**Exercise details**
Read through the entries below and return each line with the word "tracing".

=====

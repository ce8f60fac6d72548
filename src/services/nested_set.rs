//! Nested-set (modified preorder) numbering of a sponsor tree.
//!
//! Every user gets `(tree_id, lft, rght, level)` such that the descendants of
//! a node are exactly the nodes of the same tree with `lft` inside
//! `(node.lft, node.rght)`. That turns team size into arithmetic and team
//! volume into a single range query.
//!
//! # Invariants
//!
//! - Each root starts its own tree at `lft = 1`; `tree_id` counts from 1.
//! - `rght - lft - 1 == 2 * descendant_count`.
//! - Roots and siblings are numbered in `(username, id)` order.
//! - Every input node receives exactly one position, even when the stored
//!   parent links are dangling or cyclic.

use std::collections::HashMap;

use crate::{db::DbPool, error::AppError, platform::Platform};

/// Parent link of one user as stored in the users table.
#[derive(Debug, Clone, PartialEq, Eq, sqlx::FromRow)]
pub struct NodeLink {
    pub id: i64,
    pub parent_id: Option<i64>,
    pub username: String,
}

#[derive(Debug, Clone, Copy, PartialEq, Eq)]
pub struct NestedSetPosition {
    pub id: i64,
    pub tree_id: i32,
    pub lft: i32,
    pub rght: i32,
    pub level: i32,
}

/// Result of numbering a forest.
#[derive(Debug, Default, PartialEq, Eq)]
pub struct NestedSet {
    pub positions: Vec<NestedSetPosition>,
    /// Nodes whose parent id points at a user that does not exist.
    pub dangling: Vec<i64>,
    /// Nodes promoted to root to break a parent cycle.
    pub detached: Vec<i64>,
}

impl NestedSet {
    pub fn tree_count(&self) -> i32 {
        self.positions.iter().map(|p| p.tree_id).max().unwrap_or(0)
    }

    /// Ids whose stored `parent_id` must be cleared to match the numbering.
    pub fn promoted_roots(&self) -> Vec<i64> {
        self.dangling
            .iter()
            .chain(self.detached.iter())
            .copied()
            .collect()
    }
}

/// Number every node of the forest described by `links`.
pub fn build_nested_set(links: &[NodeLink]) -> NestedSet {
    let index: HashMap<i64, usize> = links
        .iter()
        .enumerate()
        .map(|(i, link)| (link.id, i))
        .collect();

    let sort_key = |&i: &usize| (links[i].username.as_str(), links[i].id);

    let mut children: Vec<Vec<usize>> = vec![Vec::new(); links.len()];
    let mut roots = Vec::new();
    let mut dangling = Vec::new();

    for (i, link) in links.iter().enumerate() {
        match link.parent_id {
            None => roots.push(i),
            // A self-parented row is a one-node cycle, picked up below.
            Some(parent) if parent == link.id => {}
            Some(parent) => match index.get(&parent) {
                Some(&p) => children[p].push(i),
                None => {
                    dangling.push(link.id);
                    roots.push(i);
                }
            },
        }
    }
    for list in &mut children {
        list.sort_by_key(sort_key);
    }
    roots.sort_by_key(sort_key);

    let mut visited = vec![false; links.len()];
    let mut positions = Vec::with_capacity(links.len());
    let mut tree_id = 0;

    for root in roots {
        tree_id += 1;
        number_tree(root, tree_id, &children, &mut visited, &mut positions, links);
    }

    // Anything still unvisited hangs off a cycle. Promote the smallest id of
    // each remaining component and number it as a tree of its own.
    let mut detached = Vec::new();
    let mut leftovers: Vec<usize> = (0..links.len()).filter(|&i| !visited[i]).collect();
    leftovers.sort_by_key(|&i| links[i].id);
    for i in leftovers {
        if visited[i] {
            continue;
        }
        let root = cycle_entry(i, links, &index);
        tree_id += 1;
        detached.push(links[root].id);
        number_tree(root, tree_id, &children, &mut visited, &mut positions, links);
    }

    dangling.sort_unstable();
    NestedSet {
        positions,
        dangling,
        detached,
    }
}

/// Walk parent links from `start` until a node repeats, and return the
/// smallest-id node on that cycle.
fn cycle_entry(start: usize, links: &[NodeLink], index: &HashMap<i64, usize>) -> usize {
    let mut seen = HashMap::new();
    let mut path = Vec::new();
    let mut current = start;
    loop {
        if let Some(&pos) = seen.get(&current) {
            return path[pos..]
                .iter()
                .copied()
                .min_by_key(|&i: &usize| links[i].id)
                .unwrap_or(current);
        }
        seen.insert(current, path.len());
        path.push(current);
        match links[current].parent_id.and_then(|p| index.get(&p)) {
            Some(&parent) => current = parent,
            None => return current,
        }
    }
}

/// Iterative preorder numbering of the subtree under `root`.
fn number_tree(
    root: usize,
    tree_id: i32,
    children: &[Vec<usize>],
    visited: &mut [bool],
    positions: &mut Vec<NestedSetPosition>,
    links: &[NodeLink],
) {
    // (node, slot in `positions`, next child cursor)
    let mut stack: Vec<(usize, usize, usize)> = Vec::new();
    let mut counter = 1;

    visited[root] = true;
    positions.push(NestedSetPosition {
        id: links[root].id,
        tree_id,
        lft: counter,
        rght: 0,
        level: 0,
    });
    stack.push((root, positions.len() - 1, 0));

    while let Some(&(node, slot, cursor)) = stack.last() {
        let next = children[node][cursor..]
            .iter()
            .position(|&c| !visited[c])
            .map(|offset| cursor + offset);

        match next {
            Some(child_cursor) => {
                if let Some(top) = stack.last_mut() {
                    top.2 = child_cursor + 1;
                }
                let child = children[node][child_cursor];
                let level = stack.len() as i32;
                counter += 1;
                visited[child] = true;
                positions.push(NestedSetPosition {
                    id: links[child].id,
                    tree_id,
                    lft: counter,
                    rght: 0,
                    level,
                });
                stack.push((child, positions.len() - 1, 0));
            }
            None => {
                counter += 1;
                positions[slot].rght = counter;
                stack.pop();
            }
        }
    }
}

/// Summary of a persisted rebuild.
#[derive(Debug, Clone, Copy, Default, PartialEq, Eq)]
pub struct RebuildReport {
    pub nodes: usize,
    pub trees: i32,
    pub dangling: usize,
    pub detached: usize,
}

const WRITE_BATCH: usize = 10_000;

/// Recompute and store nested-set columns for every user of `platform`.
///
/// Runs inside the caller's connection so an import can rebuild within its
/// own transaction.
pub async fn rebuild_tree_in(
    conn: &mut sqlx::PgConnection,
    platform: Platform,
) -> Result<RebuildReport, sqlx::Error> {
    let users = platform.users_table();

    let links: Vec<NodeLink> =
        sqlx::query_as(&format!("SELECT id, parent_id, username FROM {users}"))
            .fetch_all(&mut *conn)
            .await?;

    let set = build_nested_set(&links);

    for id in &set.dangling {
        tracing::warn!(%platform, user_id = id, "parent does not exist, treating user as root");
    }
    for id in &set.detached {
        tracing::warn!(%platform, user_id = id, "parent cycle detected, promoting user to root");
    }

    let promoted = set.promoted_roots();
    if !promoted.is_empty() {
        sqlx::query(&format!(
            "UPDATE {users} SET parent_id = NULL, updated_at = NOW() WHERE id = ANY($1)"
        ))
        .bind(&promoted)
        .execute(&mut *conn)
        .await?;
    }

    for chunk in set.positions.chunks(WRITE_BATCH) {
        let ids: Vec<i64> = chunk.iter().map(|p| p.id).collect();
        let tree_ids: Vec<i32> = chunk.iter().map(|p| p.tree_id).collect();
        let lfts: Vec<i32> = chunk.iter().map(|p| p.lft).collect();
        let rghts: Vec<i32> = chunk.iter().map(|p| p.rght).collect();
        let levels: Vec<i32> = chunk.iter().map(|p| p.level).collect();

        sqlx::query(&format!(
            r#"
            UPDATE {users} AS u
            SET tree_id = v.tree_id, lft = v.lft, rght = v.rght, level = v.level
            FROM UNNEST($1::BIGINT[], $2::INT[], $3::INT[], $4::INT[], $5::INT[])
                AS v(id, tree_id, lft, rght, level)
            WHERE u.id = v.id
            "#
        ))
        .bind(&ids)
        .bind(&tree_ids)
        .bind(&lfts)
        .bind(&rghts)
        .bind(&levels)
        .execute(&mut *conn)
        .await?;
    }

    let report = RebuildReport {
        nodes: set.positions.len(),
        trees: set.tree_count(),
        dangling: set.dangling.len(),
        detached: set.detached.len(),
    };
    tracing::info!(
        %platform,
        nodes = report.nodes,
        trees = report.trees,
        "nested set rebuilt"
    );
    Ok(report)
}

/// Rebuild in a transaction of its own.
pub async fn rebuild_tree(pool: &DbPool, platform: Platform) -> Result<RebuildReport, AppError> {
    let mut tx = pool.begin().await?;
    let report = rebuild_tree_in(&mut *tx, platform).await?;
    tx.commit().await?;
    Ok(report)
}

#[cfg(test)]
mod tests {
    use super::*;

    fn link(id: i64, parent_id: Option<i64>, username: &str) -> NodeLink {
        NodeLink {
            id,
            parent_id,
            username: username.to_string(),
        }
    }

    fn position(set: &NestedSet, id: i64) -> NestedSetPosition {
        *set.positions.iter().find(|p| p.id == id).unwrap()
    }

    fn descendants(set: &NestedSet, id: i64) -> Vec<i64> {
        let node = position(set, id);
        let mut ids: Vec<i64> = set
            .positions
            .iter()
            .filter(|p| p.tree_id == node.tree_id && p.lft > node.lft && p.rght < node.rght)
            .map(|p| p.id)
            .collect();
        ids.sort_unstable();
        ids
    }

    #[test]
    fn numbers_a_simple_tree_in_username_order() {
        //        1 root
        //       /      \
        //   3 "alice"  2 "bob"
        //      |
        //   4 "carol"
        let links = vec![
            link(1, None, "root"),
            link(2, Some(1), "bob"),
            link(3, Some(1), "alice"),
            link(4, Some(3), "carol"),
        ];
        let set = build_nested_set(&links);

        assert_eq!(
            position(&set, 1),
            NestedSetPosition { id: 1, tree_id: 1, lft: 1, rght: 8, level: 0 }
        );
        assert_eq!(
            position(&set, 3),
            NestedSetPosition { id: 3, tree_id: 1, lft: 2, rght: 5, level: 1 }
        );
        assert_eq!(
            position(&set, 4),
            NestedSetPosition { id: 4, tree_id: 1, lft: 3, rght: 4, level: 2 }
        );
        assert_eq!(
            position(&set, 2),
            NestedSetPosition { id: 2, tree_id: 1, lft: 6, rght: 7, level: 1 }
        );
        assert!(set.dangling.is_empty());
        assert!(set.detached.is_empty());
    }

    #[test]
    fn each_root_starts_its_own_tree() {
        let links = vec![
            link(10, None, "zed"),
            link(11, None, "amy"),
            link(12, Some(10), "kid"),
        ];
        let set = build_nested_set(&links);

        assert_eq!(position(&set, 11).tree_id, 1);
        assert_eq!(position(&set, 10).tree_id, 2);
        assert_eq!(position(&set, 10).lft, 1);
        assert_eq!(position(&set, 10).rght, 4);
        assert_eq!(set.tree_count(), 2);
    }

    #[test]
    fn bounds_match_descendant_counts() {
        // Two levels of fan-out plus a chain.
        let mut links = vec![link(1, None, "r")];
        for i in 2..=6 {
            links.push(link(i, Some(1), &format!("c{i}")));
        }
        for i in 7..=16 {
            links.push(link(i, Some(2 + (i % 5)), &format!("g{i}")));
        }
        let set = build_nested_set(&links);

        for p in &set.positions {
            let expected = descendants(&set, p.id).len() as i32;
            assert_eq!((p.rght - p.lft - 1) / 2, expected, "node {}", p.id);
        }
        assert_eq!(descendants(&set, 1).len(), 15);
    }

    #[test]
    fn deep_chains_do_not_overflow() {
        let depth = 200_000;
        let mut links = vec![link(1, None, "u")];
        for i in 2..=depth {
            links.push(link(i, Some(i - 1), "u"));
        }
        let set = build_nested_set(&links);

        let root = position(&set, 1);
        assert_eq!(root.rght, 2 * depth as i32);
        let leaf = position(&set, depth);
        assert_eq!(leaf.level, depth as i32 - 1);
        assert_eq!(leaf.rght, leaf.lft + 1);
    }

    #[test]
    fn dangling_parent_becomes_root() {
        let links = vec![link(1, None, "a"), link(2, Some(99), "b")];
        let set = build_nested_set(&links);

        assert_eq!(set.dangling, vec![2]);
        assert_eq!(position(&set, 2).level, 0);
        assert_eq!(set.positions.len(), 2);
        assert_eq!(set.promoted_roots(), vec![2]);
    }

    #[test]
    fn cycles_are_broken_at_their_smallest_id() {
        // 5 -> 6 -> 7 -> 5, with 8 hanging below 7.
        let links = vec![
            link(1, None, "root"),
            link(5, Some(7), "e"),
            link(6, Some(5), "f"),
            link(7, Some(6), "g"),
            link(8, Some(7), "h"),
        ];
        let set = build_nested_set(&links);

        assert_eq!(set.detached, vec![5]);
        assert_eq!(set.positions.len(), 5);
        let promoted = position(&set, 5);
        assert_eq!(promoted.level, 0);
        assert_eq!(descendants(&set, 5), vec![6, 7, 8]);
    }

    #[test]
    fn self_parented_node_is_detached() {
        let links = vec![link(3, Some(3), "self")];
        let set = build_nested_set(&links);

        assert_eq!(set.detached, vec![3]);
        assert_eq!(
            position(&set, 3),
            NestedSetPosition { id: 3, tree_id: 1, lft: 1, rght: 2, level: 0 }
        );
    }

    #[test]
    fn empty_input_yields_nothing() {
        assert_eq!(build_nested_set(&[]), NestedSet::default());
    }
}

=====

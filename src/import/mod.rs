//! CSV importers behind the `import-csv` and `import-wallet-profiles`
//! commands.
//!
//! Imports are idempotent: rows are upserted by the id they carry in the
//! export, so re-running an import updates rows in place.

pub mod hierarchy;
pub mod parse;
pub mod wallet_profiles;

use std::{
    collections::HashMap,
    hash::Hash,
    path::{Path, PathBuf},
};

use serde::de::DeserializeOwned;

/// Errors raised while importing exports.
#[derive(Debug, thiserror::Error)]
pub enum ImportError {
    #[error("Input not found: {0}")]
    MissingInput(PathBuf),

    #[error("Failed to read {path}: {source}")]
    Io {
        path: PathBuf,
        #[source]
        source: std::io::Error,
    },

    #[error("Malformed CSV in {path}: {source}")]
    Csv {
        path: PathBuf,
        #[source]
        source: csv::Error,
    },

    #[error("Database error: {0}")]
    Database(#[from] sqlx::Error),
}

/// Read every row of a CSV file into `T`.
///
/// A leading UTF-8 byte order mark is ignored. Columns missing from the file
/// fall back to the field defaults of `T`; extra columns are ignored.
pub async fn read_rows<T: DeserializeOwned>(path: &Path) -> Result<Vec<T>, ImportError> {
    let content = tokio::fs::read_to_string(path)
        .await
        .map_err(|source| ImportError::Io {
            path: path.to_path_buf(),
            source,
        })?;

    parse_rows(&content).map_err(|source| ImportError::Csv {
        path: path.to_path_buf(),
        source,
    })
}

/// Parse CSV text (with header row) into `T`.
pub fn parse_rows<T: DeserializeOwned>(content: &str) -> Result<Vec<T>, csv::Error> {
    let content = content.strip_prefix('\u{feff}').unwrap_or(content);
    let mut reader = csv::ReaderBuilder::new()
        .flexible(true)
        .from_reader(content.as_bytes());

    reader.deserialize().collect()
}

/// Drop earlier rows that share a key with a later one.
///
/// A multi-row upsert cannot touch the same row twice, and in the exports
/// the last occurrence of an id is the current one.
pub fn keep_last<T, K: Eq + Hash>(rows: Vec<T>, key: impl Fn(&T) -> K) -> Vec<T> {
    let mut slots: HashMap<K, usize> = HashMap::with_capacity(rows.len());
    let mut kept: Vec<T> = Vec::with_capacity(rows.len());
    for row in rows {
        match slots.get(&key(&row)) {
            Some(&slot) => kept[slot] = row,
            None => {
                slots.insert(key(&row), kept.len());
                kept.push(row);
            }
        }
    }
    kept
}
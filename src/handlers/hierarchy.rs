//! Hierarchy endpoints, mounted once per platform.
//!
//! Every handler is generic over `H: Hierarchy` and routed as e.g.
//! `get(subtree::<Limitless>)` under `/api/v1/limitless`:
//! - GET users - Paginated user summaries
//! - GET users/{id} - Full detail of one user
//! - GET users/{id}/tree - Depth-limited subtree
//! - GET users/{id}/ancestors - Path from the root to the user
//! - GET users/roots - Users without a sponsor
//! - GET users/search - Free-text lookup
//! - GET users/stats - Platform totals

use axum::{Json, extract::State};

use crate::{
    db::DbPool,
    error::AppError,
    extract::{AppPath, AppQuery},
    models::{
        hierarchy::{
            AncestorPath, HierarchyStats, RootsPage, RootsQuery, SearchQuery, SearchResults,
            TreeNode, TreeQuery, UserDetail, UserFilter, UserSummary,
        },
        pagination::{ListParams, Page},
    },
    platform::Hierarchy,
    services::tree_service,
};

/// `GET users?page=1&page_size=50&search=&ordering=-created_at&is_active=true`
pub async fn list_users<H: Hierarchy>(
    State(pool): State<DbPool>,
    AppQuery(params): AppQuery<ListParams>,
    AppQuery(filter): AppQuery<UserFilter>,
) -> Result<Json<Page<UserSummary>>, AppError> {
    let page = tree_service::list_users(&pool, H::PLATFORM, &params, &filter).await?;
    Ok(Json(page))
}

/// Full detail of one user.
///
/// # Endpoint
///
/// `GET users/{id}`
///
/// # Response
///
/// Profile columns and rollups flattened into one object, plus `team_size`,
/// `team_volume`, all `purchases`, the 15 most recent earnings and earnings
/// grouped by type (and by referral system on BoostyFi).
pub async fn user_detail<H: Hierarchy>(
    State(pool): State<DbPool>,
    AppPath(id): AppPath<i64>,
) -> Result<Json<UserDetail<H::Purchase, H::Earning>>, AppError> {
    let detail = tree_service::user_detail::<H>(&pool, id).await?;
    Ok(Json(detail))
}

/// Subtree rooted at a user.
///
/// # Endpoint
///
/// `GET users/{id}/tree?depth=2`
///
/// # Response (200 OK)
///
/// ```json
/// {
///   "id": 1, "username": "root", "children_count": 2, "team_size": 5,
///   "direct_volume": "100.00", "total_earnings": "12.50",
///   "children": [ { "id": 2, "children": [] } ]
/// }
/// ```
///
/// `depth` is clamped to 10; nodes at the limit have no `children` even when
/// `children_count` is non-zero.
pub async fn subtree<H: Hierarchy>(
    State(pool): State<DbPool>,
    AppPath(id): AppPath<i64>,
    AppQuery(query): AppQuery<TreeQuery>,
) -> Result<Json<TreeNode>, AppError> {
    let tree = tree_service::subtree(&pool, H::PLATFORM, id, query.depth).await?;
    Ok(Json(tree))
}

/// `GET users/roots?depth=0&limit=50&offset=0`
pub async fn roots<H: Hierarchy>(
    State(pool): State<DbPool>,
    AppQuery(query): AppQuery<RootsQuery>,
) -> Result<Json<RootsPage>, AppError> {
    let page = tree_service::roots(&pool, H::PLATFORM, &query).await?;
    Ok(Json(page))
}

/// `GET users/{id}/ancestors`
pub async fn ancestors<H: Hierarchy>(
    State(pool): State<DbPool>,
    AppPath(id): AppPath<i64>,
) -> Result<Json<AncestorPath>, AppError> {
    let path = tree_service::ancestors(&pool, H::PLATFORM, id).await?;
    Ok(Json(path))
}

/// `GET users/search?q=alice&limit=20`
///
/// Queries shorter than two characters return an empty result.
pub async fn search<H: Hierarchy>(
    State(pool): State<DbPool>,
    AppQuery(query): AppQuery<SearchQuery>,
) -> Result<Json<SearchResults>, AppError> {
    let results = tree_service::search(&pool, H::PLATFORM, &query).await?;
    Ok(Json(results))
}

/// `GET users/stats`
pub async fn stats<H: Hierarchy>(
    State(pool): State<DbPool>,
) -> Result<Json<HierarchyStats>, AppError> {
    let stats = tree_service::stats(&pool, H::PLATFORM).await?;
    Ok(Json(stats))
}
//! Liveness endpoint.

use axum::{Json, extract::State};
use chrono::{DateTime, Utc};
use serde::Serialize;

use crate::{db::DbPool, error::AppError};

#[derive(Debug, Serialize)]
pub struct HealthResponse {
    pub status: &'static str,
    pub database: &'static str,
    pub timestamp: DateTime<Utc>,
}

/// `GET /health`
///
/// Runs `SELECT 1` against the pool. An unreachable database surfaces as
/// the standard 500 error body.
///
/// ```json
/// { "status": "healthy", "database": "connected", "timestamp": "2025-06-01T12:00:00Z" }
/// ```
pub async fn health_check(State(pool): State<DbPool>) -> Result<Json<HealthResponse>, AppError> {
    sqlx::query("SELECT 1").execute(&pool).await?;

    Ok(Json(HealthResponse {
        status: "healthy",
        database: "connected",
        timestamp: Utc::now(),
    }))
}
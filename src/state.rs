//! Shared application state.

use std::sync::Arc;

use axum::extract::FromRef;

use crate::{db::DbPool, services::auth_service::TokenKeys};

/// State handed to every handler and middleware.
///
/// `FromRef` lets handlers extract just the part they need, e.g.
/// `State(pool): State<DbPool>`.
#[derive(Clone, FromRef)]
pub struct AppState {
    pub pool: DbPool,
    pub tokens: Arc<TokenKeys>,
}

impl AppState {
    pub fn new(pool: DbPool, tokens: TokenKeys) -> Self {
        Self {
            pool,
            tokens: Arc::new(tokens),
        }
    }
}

=====

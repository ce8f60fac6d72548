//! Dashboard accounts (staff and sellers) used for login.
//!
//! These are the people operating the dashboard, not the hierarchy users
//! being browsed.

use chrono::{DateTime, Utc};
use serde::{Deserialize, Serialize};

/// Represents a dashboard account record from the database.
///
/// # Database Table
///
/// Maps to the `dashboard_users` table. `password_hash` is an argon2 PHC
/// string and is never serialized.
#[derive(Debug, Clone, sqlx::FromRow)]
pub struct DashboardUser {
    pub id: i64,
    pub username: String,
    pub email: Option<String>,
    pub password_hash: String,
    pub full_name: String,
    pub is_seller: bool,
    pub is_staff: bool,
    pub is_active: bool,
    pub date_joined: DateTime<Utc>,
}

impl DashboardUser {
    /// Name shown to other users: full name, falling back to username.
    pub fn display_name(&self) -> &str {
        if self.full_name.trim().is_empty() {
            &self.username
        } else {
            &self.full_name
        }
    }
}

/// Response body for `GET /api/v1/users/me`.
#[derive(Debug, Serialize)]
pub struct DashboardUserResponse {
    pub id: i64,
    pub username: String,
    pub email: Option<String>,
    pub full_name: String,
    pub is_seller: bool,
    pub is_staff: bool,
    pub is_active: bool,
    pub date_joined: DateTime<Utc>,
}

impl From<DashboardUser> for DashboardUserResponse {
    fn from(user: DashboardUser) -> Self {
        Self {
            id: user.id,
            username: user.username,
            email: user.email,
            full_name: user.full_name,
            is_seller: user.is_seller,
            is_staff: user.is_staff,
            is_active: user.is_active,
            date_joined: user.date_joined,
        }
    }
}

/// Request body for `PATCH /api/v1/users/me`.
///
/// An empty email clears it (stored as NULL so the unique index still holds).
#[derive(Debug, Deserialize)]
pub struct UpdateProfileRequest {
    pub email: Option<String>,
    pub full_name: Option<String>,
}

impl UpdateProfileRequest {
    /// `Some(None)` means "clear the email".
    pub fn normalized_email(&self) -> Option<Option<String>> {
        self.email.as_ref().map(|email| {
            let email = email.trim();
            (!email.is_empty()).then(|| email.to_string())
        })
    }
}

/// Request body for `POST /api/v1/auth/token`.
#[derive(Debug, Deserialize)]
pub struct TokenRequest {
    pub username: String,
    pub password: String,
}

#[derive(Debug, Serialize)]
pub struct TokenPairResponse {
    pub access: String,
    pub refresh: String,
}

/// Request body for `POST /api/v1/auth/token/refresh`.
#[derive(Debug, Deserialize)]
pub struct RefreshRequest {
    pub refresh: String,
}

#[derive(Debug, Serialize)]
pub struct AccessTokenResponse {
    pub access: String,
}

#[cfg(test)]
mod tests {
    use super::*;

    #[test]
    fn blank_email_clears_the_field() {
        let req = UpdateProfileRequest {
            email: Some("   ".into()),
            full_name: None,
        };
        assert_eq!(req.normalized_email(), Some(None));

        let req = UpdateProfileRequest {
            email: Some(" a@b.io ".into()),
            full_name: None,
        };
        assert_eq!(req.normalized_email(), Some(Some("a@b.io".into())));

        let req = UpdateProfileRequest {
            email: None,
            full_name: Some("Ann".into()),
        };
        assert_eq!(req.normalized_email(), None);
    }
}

=====

**Answer section**
        tracing::warn!(%platform, user_id = id, "parent does not exist, treating user as root");
        tracing::warn!(%platform, user_id = id, "parent cycle detected, promoting user to root");
    tracing::info!(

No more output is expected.